Zunächst wurden Vorteile und Möglichkeiten von Multifrequenz-EPR- und -ENDOR-Methoden an einem zweikernigen Mn-Modellsystem, Mn-Katalase, demonstriert. Dabei wurden Eigenschaften und magnetische Parameter mehrkerniger Mn-Komplexe untersucht.

Diese Methoden wurden dann auf den S2-Zustand des WOC in nativem PSII aus dem CyanobakteriumThermosynechococcuselongatus und in Sr-Medium gewachsenes PSII aus Thermosynechococcus elongatus übertragen. Dabei stellt Strontium den einzigen bekannten funktionalen Ersatz für Kalzium dar. Der S2-Zustand in PSII-Sr zeigt veränderte EPR- und ENDOR-Spektren im Vergleich zum nativen PSII, ist bisher aber nur unzureichend spektroskopisch charakterisiert. Mit Multifrequenz-EPR- und -ENDOR-Untersuchungen in Lösung konnten die magnetischen Parameter beider Systeme bestimmt werden. Mittels Q-Band-EPR und -55Mn-ENDOR-Spektroskopie am PSII-Einkristall konnten neben den Hauptwerten der 55Mn-Hyperfeinkopplungen auch deren Orientierungen im Kristallsystem bestimmt werden.

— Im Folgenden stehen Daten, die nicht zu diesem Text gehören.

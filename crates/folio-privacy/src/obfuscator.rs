use std::sync::LazyLock;

use regex::Regex;
use serde::{Deserialize, Serialize};
use tracing::debug;

static EMAIL_RE: LazyLock<Regex> = LazyLock::new(|| {
    Regex::new(r"[A-Za-z0-9._%+-]+@[A-Za-z0-9.-]+\.[A-Za-z]{2,}").unwrap()
});
static PHONE_RE: LazyLock<Regex> = LazyLock::new(|| {
    Regex::new(r"(?:\+?1[-.\s]?)?\(?\d{3}\)?[-.\s]?\d{3}[-.\s]?\d{4}").unwrap()
});
static SSN_RE: LazyLock<Regex> =
    LazyLock::new(|| Regex::new(r"\b\d{3}[-.\s]?\d{2}[-.\s]?\d{4}\b").unwrap());
static CREDIT_CARD_RE: LazyLock<Regex> =
    LazyLock::new(|| Regex::new(r"\b(?:\d{4}[-.\s]?){3}\d{4}\b").unwrap());

#[derive(Debug, Clone, Copy, PartialEq, Eq, Serialize, Deserialize)]
#[serde(rename_all = "SCREAMING_SNAKE_CASE")]
pub enum PiiKind {
    Email,
    Phone,
    Ssn,
    CreditCard,
}

impl PiiKind {
    /// Label used inside placeholders, e.g. `[EMAIL_1]`.
    pub fn label(&self) -> &'static str {
        match self {
            PiiKind::Email => "EMAIL",
            PiiKind::Phone => "PHONE",
            PiiKind::Ssn => "SSN",
            PiiKind::CreditCard => "CREDIT_CARD",
        }
    }
}

/// One detected span and the placeholder that replaced it.
#[derive(Debug, Clone, Serialize, Deserialize)]
pub struct PiiToken {
    pub kind: PiiKind,
    /// 1-based match number within its kind.
    pub index: usize,
    pub placeholder: String,
    pub original: String,
}

#[derive(Debug, Clone)]
pub struct Obfuscated {
    pub text: String,
    pub tokens: Vec<PiiToken>,
}

/// Detects and reversibly replaces PII spans.
///
/// Kinds are applied in a fixed order (email, phone, SSN, credit card); the
/// running text is mutated between kinds, so a later pattern never re-matches
/// inside an earlier placeholder.
pub struct Obfuscator {
    matchers: Vec<(PiiKind, &'static Regex)>,
}

impl Obfuscator {
    pub fn new() -> Self {
        Self {
            matchers: vec![
                (PiiKind::Email, &EMAIL_RE),
                (PiiKind::Phone, &PHONE_RE),
                (PiiKind::Ssn, &SSN_RE),
                (PiiKind::CreditCard, &CREDIT_CARD_RE),
            ],
        }
    }

    /// Replace every detected span with a `[<KIND>_<n>]` placeholder.
    ///
    /// Matches are replaced in reverse position order so earlier offsets stay
    /// valid while splicing; tokens are recorded in capture order.
    pub fn obfuscate(&self, text: &str) -> Obfuscated {
        let mut out = text.to_string();
        let mut tokens = Vec::new();

        for (kind, re) in &self.matchers {
            let spans: Vec<(usize, usize, String)> = re
                .find_iter(&out)
                .map(|m| (m.start(), m.end(), m.as_str().to_string()))
                .collect();
            if spans.is_empty() {
                continue;
            }

            let kind_tokens: Vec<PiiToken> = spans
                .iter()
                .enumerate()
                .map(|(i, (_, _, original))| PiiToken {
                    kind: *kind,
                    index: i + 1,
                    placeholder: format!("[{}_{}]", kind.label(), i + 1),
                    original: original.clone(),
                })
                .collect();

            for (token, (start, end, _)) in kind_tokens.iter().zip(&spans).rev() {
                out.replace_range(*start..*end, &token.placeholder);
            }
            tokens.extend(kind_tokens);
        }

        if !tokens.is_empty() {
            debug!(count = tokens.len(), "obfuscated PII spans");
        }
        Obfuscated { text: out, tokens }
    }

    /// Reverse the substitution: each token replaces the first occurrence of
    /// its placeholder. A text without placeholders passes through unchanged.
    pub fn deobfuscate(&self, text: &str, tokens: &[PiiToken]) -> String {
        let mut out = text.to_string();
        for token in tokens {
            out = out.replacen(&token.placeholder, &token.original, 1);
        }
        out
    }

    /// True iff any kind matches.
    pub fn contains_pii(&self, text: &str) -> bool {
        self.matchers.iter().any(|(_, re)| re.is_match(text))
    }
}

impl Default for Obfuscator {
    fn default() -> Self {
        Self::new()
    }
}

Durch die Übertragung von Strukturmotiven der zweikernigen Modellkomplexe auf den WOC konnte eine Korrelation zwischen magnetischen Parametern und der geometrischen Struktur gefunden werden. Q-Band-1H-ENDOR-Spektroskopie des S2-Zustands in Lösung und am PSII-Einkristall ermöglichte darüber hinaus die Charakterisierung der an den Mn-Komplex koppelnden Protonen, wobei für die drei größten Kopplungen auch deren Orientierungen im Kristallsystem gefunden wurden. Unter Verwendung theoretischer Strukturmodelle des WOC im S2-Zustand wurde eine Zuordnung zwischen Hyperfeinkopplung und geometrischer Position für ausgewählte, den WOC ligandierende, Protonen postuliert.